(Extracted records)
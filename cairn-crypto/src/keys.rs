//! Ed25519 keys held by validators and by the owners of anchor funding inputs.

use cairn_types::error::CairnError;
use cairn_types::primitives::{Address, PublicKey, Signature};
use ed25519_dalek::{Signer, SigningKey, Verifier, VerifyingKey};

use crate::address::pubkey_to_address;

/// A signing key together with its encoded public half. The secret half is
/// zeroized when the keypair is dropped.
pub struct Keypair {
    secret: SigningKey,
    public: PublicKey,
}

impl Keypair {
    fn from_signing_key(secret: SigningKey) -> Self {
        let public = secret.verifying_key().to_bytes();
        Self { secret, public }
    }

    /// A fresh key from the operating system's random source.
    pub fn generate() -> Self {
        Self::from_signing_key(SigningKey::generate(&mut rand::rngs::OsRng))
    }

    /// The key whose secret scalar is derived from `seed`.
    pub fn from_seed(seed: &[u8; 32]) -> Self {
        Self::from_signing_key(SigningKey::from_bytes(seed))
    }

    pub fn public_key(&self) -> PublicKey {
        self.public
    }

    /// Reward address owned by this key.
    pub fn address(&self) -> Address {
        pubkey_to_address(&self.public)
    }

    /// The seed this key was built from; `from_seed(&kp.seed())` yields the same key.
    pub fn seed(&self) -> [u8; 32] {
        self.secret.to_bytes()
    }

    pub fn sign(&self, message: &[u8]) -> Signature {
        self.secret.sign(message).to_bytes()
    }
}

impl std::fmt::Debug for Keypair {
    fn fmt(&self, f: &mut std::fmt::Formatter<'_>) -> std::fmt::Result {
        write!(f, "Keypair({})", hex_prefix(&self.public))
    }
}

fn hex_prefix(bytes: &[u8]) -> String {
    bytes.iter().take(4).map(|b| format!("{:02x}", b)).collect()
}

fn parse_public_key(pubkey: &PublicKey, index: usize) -> Result<VerifyingKey, CairnError> {
    VerifyingKey::from_bytes(pubkey).map_err(|_| CairnError::InvalidSignature {
        signer_index: index,
    })
}

/// Check one signature over `message`.
pub fn verify(message: &[u8], signature: &Signature, pubkey: &PublicKey) -> Result<(), CairnError> {
    let key = VerifyingKey::from_bytes(pubkey).map_err(|_| CairnError::InvalidKeyMaterial)?;
    key.verify(message, &ed25519_dalek::Signature::from_bytes(signature))
        .map_err(|_| CairnError::InvalidSignature { signer_index: 0 })
}

/// Check a set of signatures, one per message and key.
///
/// The whole set is checked in one batch. When the batch fails, each
/// signature is checked on its own and the error names the first bad index.
pub fn batch_verify(
    messages: &[&[u8]],
    signatures: &[Signature],
    pubkeys: &[PublicKey],
) -> Result<(), CairnError> {
    let count = messages.len();
    if signatures.len() != count || pubkeys.len() != count {
        return Err(CairnError::InvalidSignature { signer_index: 0 });
    }

    let keys = pubkeys
        .iter()
        .enumerate()
        .map(|(i, pk)| parse_public_key(pk, i))
        .collect::<Result<Vec<VerifyingKey>, CairnError>>()?;
    let sigs: Vec<ed25519_dalek::Signature> = signatures
        .iter()
        .map(ed25519_dalek::Signature::from_bytes)
        .collect();

    if count == 0 || ed25519_dalek::verify_batch(messages, &sigs, &keys).is_ok() {
        return Ok(());
    }
    match (0..count).find(|&i| keys[i].verify(messages[i], &sigs[i]).is_err()) {
        Some(signer_index) => Err(CairnError::InvalidSignature { signer_index }),
        None => Ok(()),
    }
}
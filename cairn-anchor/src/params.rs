use serde::{Deserialize, Serialize};

use cairn_types::constants::*;

use crate::error::AnchorError;

/// Rule applied when two winning candidates at one local height have equal
/// signature counts. The lowest external tx hash decides any remaining tie.
#[derive(Debug, Clone, Copy, Default, PartialEq, Eq, Serialize, Deserialize)]
#[serde(rename_all = "snake_case")]
pub enum TieBreak {
    #[default]
    EarliestExternalHeight,
    LatestExternalHeight,
}

/// Tunable policy of the anchor subsystem.
#[derive(Debug, Clone, PartialEq, Eq, Serialize, Deserialize)]
#[serde(default)]
pub struct AnchorParams {
    pub anchor_frequency: u64,
    pub min_anchor_age_secs: u64,
    pub auth_team_size: usize,
    pub confirm_team_size: usize,
    pub quorum: usize,
    pub promote_depth: u64,
    pub activate_depth: u64,
    pub team_rotation_interval: u64,
    /// Pool accrual per local block, in base units.
    pub reward_per_block: u64,
    /// Default external fee rate for `create_anchor`, per 1000 bytes.
    pub fee_per_kb: u64,
    pub tie_break: TieBreak,
}

impl Default for AnchorParams {
    fn default() -> Self {
        Self {
            anchor_frequency: ANCHOR_FREQUENCY,
            min_anchor_age_secs: MIN_ANCHOR_AGE_SECS,
            auth_team_size: AUTH_TEAM_SIZE,
            confirm_team_size: CONFIRM_TEAM_SIZE,
            quorum: ANCHOR_QUORUM,
            promote_depth: PROMOTE_DEPTH,
            activate_depth: ACTIVATE_DEPTH,
            team_rotation_interval: TEAM_ROTATION_INTERVAL,
            reward_per_block: ANCHOR_REWARD_PER_BLOCK as u64,
            fee_per_kb: DEFAULT_FEE_PER_KB,
            tie_break: TieBreak::default(),
        }
    }
}

impl AnchorParams {
    /// Reject parameter sets the engine cannot operate with.
    pub fn validate(&self) -> Result<(), AnchorError> {
        let fail = |reason: &str| {
            Err(AnchorError::InvalidParams {
                reason: reason.to_string(),
            })
        };
        if self.anchor_frequency == 0 {
            return fail("anchor_frequency must be positive");
        }
        if self.team_rotation_interval == 0 {
            return fail("team_rotation_interval must be positive");
        }
        if self.quorum == 0 {
            return fail("quorum must be positive");
        }
        if self.quorum > self.auth_team_size || self.quorum > self.confirm_team_size {
            return fail("quorum exceeds team size");
        }
        if self.promote_depth == 0 {
            return fail("promote_depth must be at least 1");
        }
        if self.activate_depth <= self.promote_depth {
            return fail("activate_depth must be greater than promote_depth");
        }
        Ok(())
    }

    pub fn reward_per_block(&self) -> cairn_types::primitives::Amount {
        self.reward_per_block as u128
    }
}

#[cfg(test)]
mod tests {
    use super::*;

    #[test]
    fn test_defaults_are_valid() {
        let params = AnchorParams::default();
        params.validate().unwrap();
        assert_eq!(params.reward_per_block(), COIN / 10);
    }

    #[test]
    fn test_activate_must_exceed_promote() {
        let params = AnchorParams {
            promote_depth: 6,
            activate_depth: 6,
            ..Default::default()
        };
        assert!(matches!(
            params.validate(),
            Err(AnchorError::InvalidParams { .. })
        ));
    }

    #[test]
    fn test_quorum_bounded_by_team() {
        let params = AnchorParams {
            quorum: 4,
            ..Default::default()
        };
        assert!(params.validate().is_err());
    }

    #[test]
    fn test_partial_toml_uses_defaults() {
        let params: AnchorParams =
            serde_json::from_str(r#"{"activate_depth": 10, "tie_break": "latest_external_height"}"#)
                .unwrap();
        assert_eq!(params.activate_depth, 10);
        assert_eq!(params.tie_break, TieBreak::LatestExternalHeight);
        assert_eq!(params.anchor_frequency, ANCHOR_FREQUENCY);
    }
}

*INSTRUCTIONS TO FOLLOW*
Please find all lines of the entries that hold the string "PartialEq" and copy them.

*EXERCISE ANSWER*
#[derive(Debug, Clone, Copy, Default, PartialEq, Eq, Serialize, Deserialize)]
#[derive(Debug, Clone, PartialEq, Eq, Serialize, Deserialize)]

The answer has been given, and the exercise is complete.